One way of coping with the world’s trouble is to purposefully set aside time for living in the present, the world that we are in contact with each day. We cannot let the world’s troubles make us numb to the little gifts of our everyday lives. Those are the moments in which we visit a friend, listen to a bird, or write a letter (or an email). They are moments of contact with what we see and hear around us, what we touch with our fingers. 

My grand-daughter’s beautiful smile draws me into more play. I think what a gift this is, something that makes the everyday world a good place to live.
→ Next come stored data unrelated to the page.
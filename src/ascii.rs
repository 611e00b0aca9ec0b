//! ASCII rendering of block grids
//!
//! Renders a grid, or a window of it, as text with one character per cell.

use std::fs::File;
use std::io::{self, Write};

use crate::block::BlockType;
use crate::grid::BlockGrid;

/// Rectangular window of a grid, in cells.
#[derive(Clone, Copy, Debug, PartialEq, Eq)]
pub struct Viewport {
    pub col: usize,
    pub row: usize,
    pub columns: usize,
    pub rows: usize,
}

impl Viewport {
    pub fn full(grid: &BlockGrid) -> Self {
        Self {
            col: 0,
            row: 0,
            columns: grid.columns(),
            rows: grid.rows(),
        }
    }

    /// Clip the viewport to the grid.
    fn clipped(&self, grid: &BlockGrid) -> (std::ops::Range<usize>, std::ops::Range<usize>) {
        let col_end = (self.col + self.columns).min(grid.columns());
        let row_end = (self.row + self.rows).min(grid.rows());
        (self.col.min(col_end)..col_end, self.row.min(row_end)..row_end)
    }
}

/// Render a window of the grid, one line per row.
pub fn render_viewport(grid: &BlockGrid, view: &Viewport) -> String {
    let (cols, rows) = view.clipped(grid);
    let mut output = String::with_capacity((cols.len() + 1) * rows.len());

    for row in rows {
        for col in cols.clone() {
            output.push(grid.get_block_type(col, row).glyph());
        }
        output.push('\n');
    }

    output
}

/// Render the whole grid.
pub fn render_grid(grid: &BlockGrid) -> String {
    render_viewport(grid, &Viewport::full(grid))
}

/// Legend mapping glyphs to block names.
pub fn legend() -> String {
    let mut legend = String::from("Legend:\n");
    for block in BlockType::all() {
        legend.push_str(&format!("  '{}' {}\n", block.glyph(), block.display_name()));
    }
    legend
}

/// Write the rendered grid and legend to a text file.
pub fn export_ascii(grid: &BlockGrid, path: &str) -> io::Result<()> {
    let mut file = File::create(path)?;
    file.write_all(render_grid(grid).as_bytes())?;
    writeln!(file)?;
    file.write_all(legend().as_bytes())?;
    Ok(())
}

#[cfg(test)]
mod tests {
    use super::*;

    #[test]
    fn test_render_grid() {
        let mut grid = BlockGrid::new(3, 2);
        grid.set_block(0, 1, BlockType::Stone).unwrap();
        grid.set_block(1, 1, BlockType::Water).unwrap();
        grid.set_block(2, 0, BlockType::Grass).unwrap();

        assert_eq!(render_grid(&grid), "  \"\n#~ \n");
    }

    #[test]
    fn test_viewport_is_clipped() {
        let mut grid = BlockGrid::new(4, 4);
        grid.set_block(3, 3, BlockType::Sand).unwrap();

        let view = Viewport {
            col: 2,
            row: 2,
            columns: 10,
            rows: 10,
        };
        assert_eq!(render_viewport(&grid, &view), "  \n :\n");
    }

    #[test]
    fn test_legend_lists_every_block() {
        let legend = legend();
        for block in BlockType::all() {
            assert!(legend.contains(block.display_name()));
        }
    }
}
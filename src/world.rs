//! World generation pipeline
//!
//! Runs the stages in a fixed order over a single owned grid:
//! Allocate -> Rasterize -> FloodFill -> SandPass -> Done.
//! Configuration is validated before the grid is allocated, so a bad
//! configuration never produces a partially built grid. The grid is only
//! handed to the caller once every stage has finished.

use std::time::{Duration, Instant};

use tracing::{debug, debug_span, info};

use crate::config::TerrainConfig;
use crate::error::GenResult;
use crate::flood_fill::{self, FloodFillStats};
use crate::grid::BlockGrid;
use crate::height_profile::HeightProfileCalculator;
use crate::noise_field::NoiseField;
use crate::rasterize;
use crate::shoreline::{self, ShorelineParams, ShorelineStats};

/// Pipeline stages, in execution order.
#[derive(Clone, Copy, Debug, PartialEq, Eq, PartialOrd, Ord)]
pub enum PipelineStage {
    Allocate,
    Rasterize,
    FloodFill,
    SandPass,
    Done,
}

impl PipelineStage {
    pub fn name(&self) -> &'static str {
        match self {
            PipelineStage::Allocate => "allocate",
            PipelineStage::Rasterize => "rasterize",
            PipelineStage::FloodFill => "flood fill",
            PipelineStage::SandPass => "sand pass",
            PipelineStage::Done => "done",
        }
    }

    /// Stage that follows this one; `Done` is terminal.
    pub fn next(&self) -> PipelineStage {
        match self {
            PipelineStage::Allocate => PipelineStage::Rasterize,
            PipelineStage::Rasterize => PipelineStage::FloodFill,
            PipelineStage::FloodFill => PipelineStage::SandPass,
            PipelineStage::SandPass | PipelineStage::Done => PipelineStage::Done,
        }
    }
}

impl std::fmt::Display for PipelineStage {
    fn fmt(&self, f: &mut std::fmt::Formatter<'_>) -> std::fmt::Result {
        f.write_str(self.name())
    }
}

/// What each stage did and how long it took.
#[derive(Clone, Debug, Default)]
pub struct GenerationReport {
    pub seed: u32,
    pub island_columns: (usize, usize),
    pub water_row: usize,
    pub flood: FloodFillStats,
    pub shoreline: ShorelineStats,
    /// Wall time per completed stage, in execution order
    pub timings: Vec<(PipelineStage, Duration)>,
}

impl GenerationReport {
    pub fn total_time(&self) -> Duration {
        self.timings.iter().map(|(_, d)| *d).sum()
    }
}

/// A finished grid together with the configuration and report that produced it.
pub struct GeneratedWorld {
    pub config: TerrainConfig,
    pub grid: BlockGrid,
    pub report: GenerationReport,
}

/// Run the full pipeline and return the finished grid.
pub fn generate(config: &TerrainConfig) -> GenResult<BlockGrid> {
    generate_world(config).map(|world| world.grid)
}

/// Run the full pipeline, keeping the report alongside the grid.
pub fn generate_world(config: &TerrainConfig) -> GenResult<GeneratedWorld> {
    config.validate()?;

    let noise = NoiseField::new(config.seed);
    let calculator = HeightProfileCalculator::new(config, &noise);
    let shoreline_params = ShorelineParams::from_config(config);

    let mut report = GenerationReport {
        seed: config.seed,
        island_columns: (config.island_start_col(), config.island_end_col()),
        water_row: config.water_row(),
        ..GenerationReport::default()
    };
    debug!(
        seed = config.seed,
        columns = config.columns,
        rows = config.rows,
        island_start = report.island_columns.0,
        island_end = report.island_columns.1,
        water_row = report.water_row,
        "starting terrain generation"
    );

    let mut grid = BlockGrid::new(0, 0);
    let mut stage = PipelineStage::Allocate;
    while stage != PipelineStage::Done {
        let _span = debug_span!("stage", name = stage.name()).entered();
        let started = Instant::now();

        match stage {
            PipelineStage::Allocate => {
                grid = BlockGrid::new(config.columns, config.rows);
            }
            PipelineStage::Rasterize => {
                rasterize::rasterize(&mut grid, &calculator);
            }
            PipelineStage::FloodFill => {
                report.flood = flood_fill::flood_fill(&mut grid, report.water_row);
            }
            PipelineStage::SandPass => {
                report.shoreline = shoreline::shoreline_sand_pass(&mut grid, &shoreline_params);
            }
            PipelineStage::Done => {}
        }

        report.timings.push((stage, started.elapsed()));
        stage = stage.next();
    }

    info!(
        seed = config.seed,
        flooded = report.flood.filled,
        sand = report.shoreline.converted(),
        elapsed_ms = report.total_time().as_secs_f64() * 1000.0,
        "terrain generated"
    );

    Ok(GeneratedWorld {
        config: config.clone(),
        grid,
        report,
    })
}
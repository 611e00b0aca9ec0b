//! Seeded 1D noise for column heights
//!
//! Wraps a Perlin generator and samples it along a fixed line of the 2D
//! noise plane. The line sits off the integer lattice so samples at whole
//! coordinates are not pinned to zero.

use noise::{NoiseFn, Perlin};

/// Row in the 2D noise plane that the 1D field is read from.
const SAMPLE_LINE: f64 = 0.5;

/// Frequency multiplier of the stone layer relative to the surface layer.
pub const STONE_FREQUENCY_RATIO: f64 = 0.5;

/// Deterministic smooth noise of one coordinate, in [-1, 1].
#[derive(Clone, Debug)]
pub struct NoiseField {
    seed: u32,
    perlin: Perlin,
}

impl NoiseField {
    pub fn new(seed: u32) -> Self {
        Self {
            seed,
            perlin: Perlin::new(seed),
        }
    }

    pub fn seed(&self) -> u32 {
        self.seed
    }

    /// Sample the field at `x`.
    pub fn sample(&self, x: f64) -> f64 {
        self.perlin.get([x, SAMPLE_LINE]).clamp(-1.0, 1.0)
    }

    /// Surface roughness for a column.
    pub fn surface(&self, col: usize, scale: f64) -> f64 {
        self.sample(col as f64 * scale)
    }

    /// Stone roughness for a column: half the frequency, shifted by `phase`.
    pub fn stone(&self, col: usize, scale: f64, phase: f64) -> f64 {
        self.sample(col as f64 * scale * STONE_FREQUENCY_RATIO + phase)
    }
}
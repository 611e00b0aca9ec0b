//! Profiling tool timing each generation stage

use std::time::Duration;

use island_terrain::{generate_world, TerrainConfig};

const RUNS: u32 = 10;

fn main() {
    let config = TerrainConfig::with_seed(1337);

    println!("=== Performance Profiling ===");
    println!(
        "Grid size: {}x{} ({} cells)",
        config.columns,
        config.rows,
        config.columns * config.rows
    );
    println!("Runs: {}", RUNS);
    println!();

    let mut totals: Vec<(String, Duration)> = Vec::new();
    let mut worst = Duration::ZERO;

    for run in 0..RUNS {
        let world = match generate_world(&config) {
            Ok(world) => world,
            Err(err) => {
                eprintln!("generation failed: {err}");
                std::process::exit(1);
            }
        };

        for (i, (stage, elapsed)) in world.report.timings.iter().enumerate() {
            if run == 0 {
                totals.push((stage.name().to_string(), Duration::ZERO));
            }
            totals[i].1 += *elapsed;
        }
        worst = worst.max(world.report.total_time());
    }

    let total: Duration = totals.iter().map(|(_, d)| *d).sum();
    println!("=== Summary (mean per run) ===");
    for (name, elapsed) in &totals {
        println!(
            "{:<10} {:>8.2}% ({:?})",
            name,
            100.0 * elapsed.as_secs_f64() / total.as_secs_f64().max(f64::EPSILON),
            *elapsed / RUNS
        );
    }
    println!("─────────────────────────────────");
    println!("Mean total: {:?}", total / RUNS);
    println!("Worst run:  {:?}", worst);
}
I know that our everyday lives can be difficult at times. Things break down, a loved one gets sick, we have loss and sorrow at times. But in between those times are the moments when the world offers its most precious gifts of beauty, sustenance, love and joy. 

Living in the present is not shirking responsibility or escaping from the world. There are times when we do need to think about the bigger world and contribute what we can to try to bring about change. And when we have done what we can, then it is good to let all that go and spend time living in the everyday reality that we have been given. 

I sit and listen to Beethoven’s String Quartet No. 14, completely absorbed in those four interwoven melodies.


(My life as a naturalist and conservationist is balanced by my career as a Psychological Associate. As I wrote a while back, “our lives” is as important a part of this blog as “in nature.” I know that my focus here is our lives in nature – the interrelated ways that humans and other species make their way through the days and years. I will try to stay focused, but sometimes an article will tilt toward the “‘our lives” part of the blog.)

2 thoughts on “The Power of the Everyday World

  1. This is a paragraph to remember – thanks!

    One way of coping with the world’s trouble is to purposefully set aside time for living in the present, the world that we are in contact with each day. We cannot let the world’s troubles make us numb to the little gifts of our everyday lives. Those are the moments in which we visit a friend, listen to a bird, or write a letter (or an email). They are moments of contact with what we see and hear around us, what we touch with our fingers.